[Drbd-dev] DRBD on container, lxc

Ken-ichirou MATSUZAWA chamas at h4.dion.ne.jp
Mon Mar 21 13:27:27 CET 2011


 Hello Evgeniy

Thank you for quick and valuable advice.

At Mon, 21 Mar 2011 08:27:00 +0300,
Evgeniy Polyakov wrote:
> You are holding rcu lock during skb allocation, which is not permitted
> for GFP_KERNEL, which may lead to a deadlock. Also netlink_broadcast()

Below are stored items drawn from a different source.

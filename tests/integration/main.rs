//! Integration tests driving the full router over the in-memory store.


mod audit_test;
mod auth_test;
mod board_test;
mod document_test;
mod health_test;
mod invite_test;
mod task_test;
mod team_test;
//! Task entity model.

use chrono::{DateTime, Utc};
use serde::{Deserialize, Serialize};
use sqlx::FromRow;
use uuid::Uuid;

use super::priority::TaskPriority;
use crate::board::BoardScope;

/// Column new tasks land in when none is given.
pub const DEFAULT_COLUMN_ID: &str = "todo";

/// A task on a personal or team board.
#[derive(Debug, Clone, Serialize, Deserialize, FromRow)]
#[serde(rename_all = "camelCase")]
pub struct Task {
    /// Unique task identifier.
    pub id: Uuid,
    /// Creator.
    pub user_id: Uuid,
    /// Owning team for team-board tasks.
    pub team_id: Option<Uuid>,
    /// Short title.
    pub title: String,
    /// Optional long description.
    pub description: Option<String>,
    /// Completion flag.
    pub completed: bool,
    /// Priority.
    pub priority: TaskPriority,
    /// Optional due date.
    pub due_date: Option<DateTime<Utc>>,
    /// Kanban column the task sits in.
    pub column_id: String,
    /// When the task was created.
    pub created_at: DateTime<Utc>,
    /// When the task was last changed.
    pub updated_at: DateTime<Utc>,
}

impl Task {
    /// Whether the task belongs to the given board.
    pub fn is_on(&self, board: &BoardScope) -> bool {
        match board {
            BoardScope::Personal(user_id) => self.team_id.is_none() && self.user_id == *user_id,
            BoardScope::Team(team_id) => self.team_id == Some(*team_id),
        }
    }

    /// Whether the task is open and past its due date.
    pub fn is_overdue(&self, now: DateTime<Utc>) -> bool {
        !self.completed && self.due_date.is_some_and(|due| due < now)
    }

    /// Apply a partial update in place.
    pub fn apply(&mut self, update: UpdateTask) {
        if let Some(title) = update.title {
            self.title = title;
        }
        if let Some(description) = update.description {
            self.description = Some(description);
        }
        if let Some(completed) = update.completed {
            self.completed = completed;
        }
        if let Some(priority) = update.priority {
            self.priority = priority;
        }
        if let Some(due_date) = update.due_date {
            self.due_date = Some(due_date);
        }
        if let Some(column_id) = update.column_id {
            self.column_id = column_id;
        }
        self.updated_at = Utc::now();
    }
}

/// Data required to create a task.
#[derive(Debug, Clone)]
pub struct CreateTask {
    /// Target board.
    pub board: BoardScope,
    /// Creator.
    pub user_id: Uuid,
    /// Title (validated).
    pub title: String,
    /// Description.
    pub description: Option<String>,
    /// Priority.
    pub priority: TaskPriority,
    /// Due date.
    pub due_date: Option<DateTime<Utc>>,
    /// Column; defaults to [`DEFAULT_COLUMN_ID`].
    pub column_id: String,
}

impl CreateTask {
    /// Materialize the task row.
    pub fn into_task(self) -> Task {
        let now = Utc::now();
        Task {
            id: Uuid::new_v4(),
            user_id: self.user_id,
            team_id: self.board.team_id(),
            title: self.title,
            description: self.description,
            completed: false,
            priority: self.priority,
            due_date: self.due_date,
            column_id: self.column_id,
            created_at: now,
            updated_at: now,
        }
    }
}

/// Partial task update; `None` leaves a field unchanged.
#[derive(Debug, Clone, Default)]
pub struct UpdateTask {
    /// New title.
    pub title: Option<String>,
    /// New description.
    pub description: Option<String>,
    /// New completion flag.
    pub completed: Option<bool>,
    /// New priority.
    pub priority: Option<TaskPriority>,
    /// New due date.
    pub due_date: Option<DateTime<Utc>>,
    /// New column.
    pub column_id: Option<String>,
}

/// Counters shown on the board header.
#[derive(Debug, Clone, Copy, Default, PartialEq, Eq, Serialize, Deserialize)]
#[serde(rename_all = "camelCase")]
pub struct TaskStats {
    /// All tasks.
    pub total: u64,
    /// Tasks not completed.
    pub active: u64,
    /// Completed tasks.
    pub completed: u64,
    /// Open high-priority tasks.
    pub high_priority: u64,
    /// Open tasks past their due date.
    pub overdue: u64,
}

impl TaskStats {
    /// Compute the counters over a set of tasks.
    pub fn from_tasks<'a>(tasks: impl IntoIterator<Item = &'a Task>, now: DateTime<Utc>) -> Self {
        tasks.into_iter().fold(Self::default(), |mut stats, task| {
            stats.total += 1;
            if task.completed {
                stats.completed += 1;
            } else {
                stats.active += 1;
                if task.priority == TaskPriority::High {
                    stats.high_priority += 1;
                }
            }
            if task.is_overdue(now) {
                stats.overdue += 1;
            }
            stats
        })
    }
}
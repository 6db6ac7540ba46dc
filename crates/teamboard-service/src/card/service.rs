//! Per-user dashboard cards.

use std::sync::Arc;

use serde::{Deserialize, Serialize};
use uuid::Uuid;

use teamboard_core::error::AppError;
use teamboard_core::result::AppResult;
use teamboard_database::repositories::CardRepository;
use teamboard_entity::card::{Card, CardInput};

use crate::context::RequestContext;
use crate::text;

/// Card fields as submitted for create and replace.
#[derive(Debug, Clone, Default, Serialize, Deserialize)]
#[serde(rename_all = "camelCase")]
pub struct CardRequest {
    /// Heading.
    pub title: String,
    /// Displayed value.
    pub value: String,
    /// Icon name.
    pub icon: String,
    /// Optional accent color.
    pub color: Option<String>,
}

impl CardRequest {
    fn into_input(self) -> AppResult<CardInput> {
        Ok(CardInput {
            title: text::required("Title", &self.title, 200)?,
            value: text::required("Value", &self.value, 200)?,
            icon: text::required("Icon", &self.icon, 100)?,
            color: text::non_blank(self.color),
        })
    }
}

/// Manages the caller's dashboard cards.
#[derive(Clone)]
pub struct CardService {
    cards: Arc<dyn CardRepository>,
}

impl CardService {
    /// Creates a new card service.
    pub fn new(cards: Arc<dyn CardRepository>) -> Self {
        Self { cards }
    }

    /// The caller's cards.
    pub async fn list(&self, ctx: &RequestContext) -> AppResult<Vec<Card>> {
        self.cards.list(ctx.user_id).await
    }

    /// One of the caller's cards.
    pub async fn get(&self, ctx: &RequestContext, card_id: Uuid) -> AppResult<Card> {
        self.cards
            .find(ctx.user_id, card_id)
            .await?
            .ok_or_else(|| AppError::not_found("Card not found"))
    }

    /// Adds a card.
    pub async fn create(&self, ctx: &RequestContext, req: CardRequest) -> AppResult<Card> {
        let card = Card::new(ctx.user_id, req.into_input()?);
        self.cards.insert(card).await
    }

    /// Replaces the fields of a card.
    pub async fn update(
        &self,
        ctx: &RequestContext,
        card_id: Uuid,
        req: CardRequest,
    ) -> AppResult<Card> {
        let input = req.into_input()?;
        let mut card = self.get(ctx, card_id).await?;
        card.replace(input);
        self.cards.save(card).await
    }

    /// Deletes a card.
    pub async fn delete(&self, ctx: &RequestContext, card_id: Uuid) -> AppResult<()> {
        if self.cards.delete(ctx.user_id, card_id).await? {
            Ok(())
        } else {
            Err(AppError::not_found("Card not found"))
        }
    }
}
//! Board scope shared by tasks and columns.

use std::fmt;

use uuid::Uuid;

/// Whose kanban board an operation targets.
///
/// Requests without an `X-Team-Id` header act on the caller's personal
/// board; requests with it act on the shared board of that team.
#[derive(Debug, Clone, Copy, PartialEq, Eq, Hash)]
pub enum BoardScope {
    /// The personal board of a user.
    Personal(Uuid),
    /// The shared board of a team.
    Team(Uuid),
}

impl BoardScope {
    /// Stable storage key for the board (`user:<id>` or `team:<id>`).
    pub fn key(&self) -> String {
        self.to_string()
    }

    /// The team id when this is a team board.
    pub fn team_id(&self) -> Option<Uuid> {
        match self {
            Self::Team(id) => Some(*id),
            Self::Personal(_) => None,
        }
    }
}

impl fmt::Display for BoardScope {
    fn fmt(&self, f: &mut fmt::Formatter<'_>) -> fmt::Result {
        match self {
            Self::Personal(id) => write!(f, "user:{id}"),
            Self::Team(id) => write!(f, "team:{id}"),
        }
    }
}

I had tried using mutex at first but it was failed on
Documentation/connector/cn_test which call cn_netlink_send() from
timer, softirq. Conseqently I use rcu lock but I did not know which
is not permmited for GFP_KERNEL allocation.

I was thinking of lock issue and occured non-broadcating, spcifying
netns on calling cn_netlink_send(), appended.

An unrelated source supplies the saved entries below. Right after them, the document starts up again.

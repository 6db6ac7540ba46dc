//! Team, member, and grant handlers.

use axum::Json;
use axum::extract::{Path, State};
use axum::http::StatusCode;
use uuid::Uuid;

use teamboard_entity::team::{MemberSummary, Team, TeamMember, TeamRoleGrant, TeamSummary};
use teamboard_service::team::TeamDetail;

use crate::dto::request::{ChangeRoleRequest, GrantRequest, TeamNameRequest, TransferOwnershipRequest};
use crate::dto::response::ApiResponse;
use crate::error::ApiError;
use crate::extractors::{AuthUser, ValidatedJson};
use crate::state::AppState;

/// GET /api/teams
pub async fn list_teams(
    State(state): State<AppState>,
    auth: AuthUser,
) -> Result<Json<ApiResponse<Vec<TeamSummary>>>, ApiError> {
    let teams = state.team_service.list(&auth).await?;
    Ok(Json(ApiResponse::ok(teams)))
}

/// POST /api/teams
pub async fn create_team(
    State(state): State<AppState>,
    auth: AuthUser,
    ValidatedJson(req): ValidatedJson<TeamNameRequest>,
) -> Result<(StatusCode, Json<ApiResponse<Team>>), ApiError> {
    let team = state.team_service.create(&auth, &req.name).await?;
    Ok((StatusCode::CREATED, Json(ApiResponse::ok(team))))
}

/// GET /api/teams/{team_id}
pub async fn get_team(
    State(state): State<AppState>,
    auth: AuthUser,
    Path(team_id): Path<Uuid>,
) -> Result<Json<ApiResponse<TeamDetail>>, ApiError> {
    let detail = state.team_service.get(&auth, team_id).await?;
    Ok(Json(ApiResponse::ok(detail)))
}

/// PUT /api/teams/{team_id}
pub async fn rename_team(
    State(state): State<AppState>,
    auth: AuthUser,
    Path(team_id): Path<Uuid>,
    ValidatedJson(req): ValidatedJson<TeamNameRequest>,
) -> Result<Json<ApiResponse<Team>>, ApiError> {
    let team = state.team_service.rename(&auth, team_id, &req.name).await?;
    Ok(Json(ApiResponse::ok(team)))
}

/// GET /api/teams/{team_id}/members
pub async fn list_members(
    State(state): State<AppState>,
    auth: AuthUser,
    Path(team_id): Path<Uuid>,
) -> Result<Json<ApiResponse<Vec<MemberSummary>>>, ApiError> {
    let members = state.team_service.members(&auth, team_id).await?;
    Ok(Json(ApiResponse::ok(members)))
}

/// DELETE /api/teams/{team_id}/members/{member_id}
pub async fn remove_member(
    State(state): State<AppState>,
    auth: AuthUser,
    Path((team_id, member_id)): Path<(Uuid, Uuid)>,
) -> Result<StatusCode, ApiError> {
    state
        .team_service
        .remove_member(&auth, team_id, member_id)
        .await?;
    Ok(StatusCode::NO_CONTENT)
}

/// PUT /api/teams/{team_id}/members/{member_id}/role
pub async fn change_role(
    State(state): State<AppState>,
    auth: AuthUser,
    Path((team_id, member_id)): Path<(Uuid, Uuid)>,
    ValidatedJson(req): ValidatedJson<ChangeRoleRequest>,
) -> Result<Json<ApiResponse<TeamMember>>, ApiError> {
    let member = state
        .team_service
        .change_role(&auth, team_id, member_id, &req.role)
        .await?;
    Ok(Json(ApiResponse::ok(member)))
}

/// POST /api/teams/{team_id}/transfer-ownership
pub async fn transfer_ownership(
    State(state): State<AppState>,
    auth: AuthUser,
    Path(team_id): Path<Uuid>,
    ValidatedJson(req): ValidatedJson<TransferOwnershipRequest>,
) -> Result<Json<ApiResponse<Team>>, ApiError> {
    let team = state
        .team_service
        .transfer_ownership(&auth, team_id, req.new_owner_id)
        .await?;
    Ok(Json(ApiResponse::ok(team)))
}

/// PUT /api/teams/{team_id}/members/{member_id}/grants
pub async fn set_grant(
    State(state): State<AppState>,
    auth: AuthUser,
    Path((team_id, member_id)): Path<(Uuid, Uuid)>,
    ValidatedJson(req): ValidatedJson<GrantRequest>,
) -> Result<Json<ApiResponse<TeamRoleGrant>>, ApiError> {
    let grant = state
        .team_service
        .set_grant(&auth, team_id, member_id, &req.scope, req.grant_type)
        .await?;
    Ok(Json(ApiResponse::ok(grant)))
}

/// DELETE /api/teams/{team_id}/members/{member_id}/grants/{grant_id}
pub async fn delete_grant(
    State(state): State<AppState>,
    auth: AuthUser,
    Path((team_id, member_id, grant_id)): Path<(Uuid, Uuid, Uuid)>,
) -> Result<StatusCode, ApiError> {
    state
        .team_service
        .delete_grant(&auth, team_id, member_id, grant_id)
        .await?;
    Ok(StatusCode::NO_CONTENT)
}
//! Application builder: wires router, middleware, and state into an Axum
//! app and runs it.

use axum::Router;
use tracing::{info, warn};

use teamboard_core::config::AppConfig;
use teamboard_core::error::AppError;
use teamboard_database::Repositories;

use crate::router::build_router;
use crate::state::AppState;

/// Builds the complete Axum application with all routes and middleware.
pub fn build_app(state: AppState) -> Router {
    build_router(state)
}

/// Runs the TeamBoard server until a shutdown signal arrives.
pub async fn run_server(config: AppConfig) -> Result<(), AppError> {
    info!("Starting TeamBoard v{}", env!("CARGO_PKG_VERSION"));

    // ── Step 1: Connect the store ────────────────────────────────
    info!(provider = config.database.provider.as_str(), "Connecting store...");
    let repos = Repositories::connect(&config.database).await?;

    // ── Step 2: Build state and router ───────────────────────────
    let addr = format!("{}:{}", config.server.host, config.server.port);
    let state = AppState::new(config, repos.clone());
    let app = build_app(state);

    // ── Step 3: Bind and serve ───────────────────────────────────
    let listener = tokio::net::TcpListener::bind(&addr)
        .await
        .map_err(|e| AppError::internal(format!("Failed to bind {addr}: {e}")))?;

    info!("TeamBoard server listening on {}", addr);

    let served = axum::serve(listener, app)
        .with_graceful_shutdown(async {
            shutdown_signal().await;
            info!("Shutdown signal received, starting graceful shutdown...");
        })
        .await
        .map_err(|e| AppError::internal(format!("Server error: {e}")));

    // ── Step 4: Release resources ────────────────────────────────
    repos.close().await;
    info!("TeamBoard server shut down");

    served
}

/// Wait for Ctrl+C or SIGTERM.
async fn shutdown_signal() {
    let ctrl_c = async {
        if let Err(e) = tokio::signal::ctrl_c().await {
            warn!(error = %e, "Failed to listen for Ctrl+C");
            std::future::pending::<()>().await;
        }
    };

    #[cfg(unix)]
    let terminate = async {
        match tokio::signal::unix::signal(tokio::signal::unix::SignalKind::terminate()) {
            Ok(mut signal) => {
                signal.recv().await;
            }
            Err(e) => {
                warn!(error = %e, "Failed to install SIGTERM handler");
                std::future::pending::<()>().await;
            }
        }
    };

    #[cfg(not(unix))]
    let terminate = std::future::pending::<()>();

    tokio::select! {
        _ = ctrl_c => {},
        _ = terminate => {},
    }
}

But it will not work with multiple container in this way, I am
having thought what to do... copy list locally in the function? 
Then, I have got mail

> In the upcoming drbd 8.4 and further,
> we abandoned connector, and switched to generic netlink,

My starting problem will solve.

Once again, thank you for valuable advice.

---
 Documentation/connector/cn_test.c      |    9 ++-
 drivers/block/drbd/drbd_nl.c           |   13 ++--
 drivers/connector/cn_proc.c            |   12 ++--
 drivers/connector/connector.c          |  136 +++++++++++++++++++++++++++++++-
 drivers/md/dm-log-userspace-transfer.c |    2 +-
 drivers/staging/pohmelfs/config.c      |    2 +-
 drivers/video/uvesafb.c                |    4 +-
 drivers/w1/w1_netlink.c                |   14 ++--
 include/linux/connector.h              |    8 ++-
 9 files changed, 171 insertions(+), 29 deletions(-)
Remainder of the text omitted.